On 12th March 2022, we came across an interesting prediction by WallStreetBets, that China was more broke than ever. Now, there is even further confirmation flying in from all directions.
To quote the rather pro-Chinese Bloomberg on 24th April 2022,
China’s property crisis has triggered an unprecedented wave of defaults in the world’s second-largest debt market. That means for some companies hired to clean up the fallout, business couldn’t be better.
Restructuring and financial advisers ranging from Alvarez & Marsal Inc. to boutique firms such as Admiralty Harbour Capital Ltd. have been expanding their Asia teams faster than ever to keep pace with the demand. They are now vying for growing opportunities as some of the biggest names in Chinese real estate including China Evergrande Group and Kaisa Group Holdings Ltd. undergo a historic revamp after failing to pay creditors.
The arrival of these experts is a pivotal moment, as well as a sign of maturity, for China’s relatively young credit market. As authorities push for a durable fix to reduce financial risks without triggering a systemic collapse, troubled companies long used to being rescued by the state are realizing Beijing will no longer stop them from going bust. The message is clear: Defaults are crucial to curb moral hazard and reprice risk despite the short-term pain.
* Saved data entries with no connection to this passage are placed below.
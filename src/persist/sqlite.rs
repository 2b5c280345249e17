//! SQLite storage backend.
//!
//! Relational flavour of [`StorageBackend`]: every collection becomes a
//! two-column table (`key TEXT PRIMARY KEY`, `data TEXT`) using the column
//! names from the call's [`ColumnSpec`]. Documents are stored as JSON text.
//! The connection is guarded by a `parking_lot::Mutex`; SQLite calls are
//! short and run inline on the calling task.

use async_trait::async_trait;
use parking_lot::Mutex;
use rusqlite::{params, OptionalExtension};

use crate::error::StorageError;

use super::backend::{ColumnSpec, Row, StorageBackend, TableInfo};

/// Quote an identifier for interpolation into SQL.
fn quote(ident: &str) -> String {
    format!("\"{}\"", ident.replace('"', "\"\""))
}

pub struct SqliteBackend {
    conn: Mutex<rusqlite::Connection>,
}

impl SqliteBackend {
    /// Open a file-backed SQLite database.
    pub fn open(path: &str) -> Result<Self, StorageError> {
        let conn = rusqlite::Connection::open(path)?;
        conn.execute_batch(
            "PRAGMA journal_mode=WAL;
             PRAGMA synchronous=NORMAL;
             PRAGMA busy_timeout=5000;",
        )?;
        Ok(Self {
            conn: Mutex::new(conn),
        })
    }

    /// Open an in-memory SQLite database (useful for tests).
    pub fn open_in_memory() -> Result<Self, StorageError> {
        let conn = rusqlite::Connection::open_in_memory()?;
        Ok(Self {
            conn: Mutex::new(conn),
        })
    }

    fn table_exists(conn: &rusqlite::Connection, name: &str) -> Result<bool, StorageError> {
        let found: Option<String> = conn
            .query_row(
                "SELECT name FROM sqlite_master WHERE type = 'table' AND name = ?1",
                params![name],
                |row| row.get(0),
            )
            .optional()?;
        Ok(found.is_some())
    }

    fn columns_of(conn: &rusqlite::Connection, name: &str) -> Result<ColumnSpec, StorageError> {
        let mut stmt = conn.prepare(&format!("PRAGMA table_info({})", quote(name)))?;
        let columns: Vec<String> = stmt
            .query_map([], |row| row.get::<_, String>(1))?
            .collect::<Result<_, _>>()?;
        match columns.as_slice() {
            [key, data, ..] => Ok(ColumnSpec::new(key.clone(), data.clone())),
            _ => Err(StorageError::Backend {
                table: name.to_string(),
                message: format!("expected key and data columns, found {columns:?}"),
            }),
        }
    }
}

#[async_trait]
impl StorageBackend for SqliteBackend {
    async fn ping(&self) -> Result<(), StorageError> {
        self.conn.lock().query_row("SELECT 1", [], |_| Ok(()))?;
        Ok(())
    }

    async fn list_tables(&self) -> Result<Vec<TableInfo>, StorageError> {
        let conn = self.conn.lock();
        let names: Vec<String> = {
            let mut stmt = conn.prepare(
                "SELECT name FROM sqlite_master
                 WHERE type = 'table' AND name NOT LIKE 'sqlite_%'
                 ORDER BY name",
            )?;
            let rows = stmt.query_map([], |row| row.get(0))?;
            rows.collect::<Result<_, _>>()?
        };
        names
            .into_iter()
            .map(|name| -> Result<TableInfo, StorageError> {
                let schema = Self::columns_of(&conn, &name)?;
                Ok(TableInfo { name, schema })
            })
            .collect()
    }

    async fn create_table_if_missing(
        &self,
        name: &str,
        columns: &ColumnSpec,
    ) -> Result<(), StorageError> {
        let sql = format!(
            "CREATE TABLE IF NOT EXISTS {} ({} TEXT PRIMARY KEY NOT NULL, {} TEXT NOT NULL)",
            quote(name),
            quote(&columns.key_column),
            quote(&columns.data_column),
        );
        self.conn.lock().execute_batch(&sql)?;
        Ok(())
    }

    async fn drop_table(&self, name: &str) -> Result<(), StorageError> {
        self.conn
            .lock()
            .execute_batch(&format!("DROP TABLE IF EXISTS {}", quote(name)))?;
        Ok(())
    }

    async fn insert_rows(
        &self,
        name: &str,
        columns: &ColumnSpec,
        rows: &[Row],
    ) -> Result<(), StorageError> {
        let sql = format!(
            "INSERT OR REPLACE INTO {} ({}, {}) VALUES (?1, ?2)",
            quote(name),
            quote(&columns.key_column),
            quote(&columns.data_column),
        );
        let mut conn = self.conn.lock();
        let tx = conn.transaction()?;
        {
            let mut stmt = tx.prepare(&sql)?;
            for row in rows {
                stmt.execute(params![row.key, row.data.to_string()])?;
            }
        }
        tx.commit()?;
        Ok(())
    }

    async fn query(&self, name: &str, columns: &ColumnSpec) -> Result<Vec<Row>, StorageError> {
        let conn = self.conn.lock();
        if !Self::table_exists(&conn, name)? {
            return Ok(Vec::new());
        }
        let sql = format!(
            "SELECT {}, {} FROM {} ORDER BY rowid",
            quote(&columns.key_column),
            quote(&columns.data_column),
            quote(name),
        );
        let mut stmt = conn.prepare(&sql)?;
        let raw: Vec<(String, String)> = stmt
            .query_map([], |row| Ok((row.get(0)?, row.get(1)?)))?
            .collect::<Result<_, _>>()?;

        raw.into_iter()
            .map(|(key, text)| -> Result<Row, StorageError> {
                let data = serde_json::from_str(&text).map_err(|e| StorageError::Corruption {
                    table: name.to_string(),
                    key: key.clone(),
                    source: Some(e),
                })?;
                Ok(Row { key, data })
            })
            .collect()
    }
}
In other words, systemic collapse is on the horizon. Some may argue that this may not be much different from the boom-bust cycles the same Phoenicians overlords have engineered into the American economy, which again, have still not obliterated the American economy. While this is partly true, there is a big difference. In China, the Phoenicians get to unleash their greed without any kind of restraint whatsoever. There are literally no checks and balances. Which means the Chinese economy may get cratered spectacularly.
If there ever was a real investigation into the scale of the looting, the entire Communist Party of China would have to be disbanded. Recall that the Communist Party of China is a foreign construct, meticulously grafted onto Chinese society during World War II. Even Mao’s little Red Book was ghost-authored by a certain Epstein. The Phoenicians do not want to discard all that hard work. (Whereas on the other hand, some genuine (but suppressed) Chinese intellectuals regarded the Communist Party of China as “unhistorical” and “un-Chinese”).
And so, an alternate narrative has been created to prevent people from spilling onto the streets and taking matters into their own hands. We are being told that because of a new wave of Covid-19, 193 million people are now under full or partial lockdowns in 23 cities across China!
Coincidentally, the lockdowns began in, and were the harshest in Shanghai, the financial capital of China, where the effects of of economic collapse would be most acutely felt (1, 2). Food shortages have been created so that people remain in a state of insecurity and submission. Entire apartment blocks have had their residents locked in. Some trapped Chinese are wondering if the so-called testing measures and makeshift hospitals are an attempt to deliberately infect them with Covid-19.
- The Economic Collapse will not be blamed on the Communist Party of China, but on the Zero-Covid Lockdowns of President Xi. There is already a major shift in mainstream reporting, which is trying hard to push the idea that the Economic Collapse came after the recent Lockdowns (No, it didn’t).
- There may be a semi-fake “Revolution” in which President Xi will be forced to step down (or will fake his death). Phoenician overlord George Soros is thus suddenly calling for “Revolution” in China. But the Communist Party of China will be spared from the wrath of the masses.
- As a distraction, China may start a war with Taiwan or elsewhere. Wars are a time-tested method of distracting a distressed population.
Some have speculated that Canada’s dismal 0.7% growth rate may be connected to its owners investing heavily into the Chinese economy. Only time will tell.